Well said. If one has confidence in a bait, that's what you're gonna throw, and catch your fish on.


----------



## FishermanMurph (Jan 29, 2012)

I love wacky worming. Normally use these jigs: http://www.basspro.com/VMC-Wacky-Weedless-Jighead/product/1306010826444/ . For worm, I go away from the "norm" and love these: http://www.basspro.com/Bass-Pro-Shops-Cut-Tail-Worms/product/103944/ I normally like the Green Pumpkin Magic Pearl. Let it sink and twitch it back, lifting it off the ground a little big. Sometimes, I'll "swim twitch" it near the top or mid depth back to make it look like a dieing minnow.


----------



## Smallmouth Crazy (Apr 4, 2006)

Thanks guys I appreciate all the replies.


----------



## NCbassattack (May 5, 2014)

On the O rings. I found some weedless hooks (wire weed guard) in 4/0. I place the O ring on the bait, then attach the weedless hook to the O ring. This allows me to fish heavier cover without hanging up.
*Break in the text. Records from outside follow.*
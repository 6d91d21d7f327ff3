use thiserror::Error;

/// Failure of a call through the API gateway.
///
/// `Display` renders the French message shown to the user.
#[derive(Debug, Error)]
pub enum ApiError {
    #[error("Impossible de joindre le serveur. Vérifiez votre connexion.")]
    Network(String),

    #[error("{0}")]
    Validation(String),

    #[error("Votre session a expiré. Veuillez vous reconnecter.")]
    Unauthorized,

    #[error("Vous n'avez pas les droits nécessaires pour effectuer cette action.")]
    Forbidden,

    #[error("La ressource demandée est introuvable.")]
    NotFound,

    #[error("{0}")]
    Conflict(String),

    #[error("{0}")]
    Unprocessable(String),

    #[error("Erreur interne du serveur. Veuillez réessayer plus tard.")]
    Server,

    #[error("{message}")]
    Unexpected { status: u16, message: String },

    #[error("Réponse du serveur illisible : {0}")]
    Decode(String),
}

impl ApiError {
    /// Maps a non-2xx status and the optional `message` of its JSON body.
    pub fn from_status(status: u16, message: Option<String>) -> Self {
        let message = message.filter(|m| !m.trim().is_empty());
        match status {
            400 => ApiError::Validation(
                message.unwrap_or_else(|| "Les données envoyées sont invalides.".to_string()),
            ),
            401 => ApiError::Unauthorized,
            403 => ApiError::Forbidden,
            404 => ApiError::NotFound,
            409 => ApiError::Conflict(message.unwrap_or_else(|| {
                "Cette opération entre en conflit avec des données existantes.".to_string()
            })),
            422 => ApiError::Unprocessable(
                message.unwrap_or_else(|| "Le format des données est incorrect.".to_string()),
            ),
            500 => ApiError::Server,
            _ => ApiError::Unexpected {
                status,
                message: message
                    .unwrap_or_else(|| "Une erreur inattendue est survenue.".to_string()),
            },
        }
    }

    pub fn status(&self) -> Option<u16> {
        match self {
            ApiError::Validation(_) => Some(400),
            ApiError::Unauthorized => Some(401),
            ApiError::Forbidden => Some(403),
            ApiError::NotFound => Some(404),
            ApiError::Conflict(_) => Some(409),
            ApiError::Unprocessable(_) => Some(422),
            ApiError::Server => Some(500),
            ApiError::Unexpected { status, .. } => Some(*status),
            ApiError::Network(_) | ApiError::Decode(_) => None,
        }
    }

    pub fn is_unauthorized(&self) -> bool {
        matches!(self, ApiError::Unauthorized)
    }
}

impl From<reqwest::Error> for ApiError {
    fn from(err: reqwest::Error) -> Self {
        if err.is_decode() {
            ApiError::Decode(err.to_string())
        } else {
            ApiError::Network(err.to_string())
        }
    }
}

/// Failure of the local preference storage.
#[derive(Debug, Error)]
pub enum StoreError {
    #[error("Database error: {0}")]
    Database(#[from] sqlx::Error),

    #[error("Migration error: {0}")]
    Migrate(#[from] sqlx::migrate::MigrateError),
}

#[derive(Debug, Error)]
pub enum ConfigError {
    #[error("{key} has an invalid value: {value}")]
    Invalid { key: &'static str, value: String },

    #[error("Failed to build http client: {0}")]
    HttpClient(String),
}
Also been catching them on Zoom's Magnum Trick Worm, a fat version that has great wacky worm action.


----------



## Smallmouth Crazy (Apr 4, 2006)

Thought I would post a little update, been mainly using wacky rigged worms for the better part of a month, really fell for the Junebug colored Yum dinger 5", was using regular worm hooks and they worked well but I was getting snagged a lot, went to the smaller finesse hooks pictured above and cut that down a bit, caught a couple nice ones and lost a couple, most fish around a pound though, love how cheap they are and how long they last(a winning combo) Thanks to all that offered much needed advice.


----------



## Buick Riviera (Jul 15, 2007)

I know I'm in the minority on this, but I wacky fish 5" Senkos (only) on a 3/0 EWG Gammy offset worm hook. I pitch or skip under docks, let it descend slowly to the tip of the weeds, snap it off one time, let it descend and then repeat.

Bass always hit it on the drop and it is surprisingly weedless. The wacky hooks I've tried just had too bad of a hook up rate but the EWG's are 100%.


----------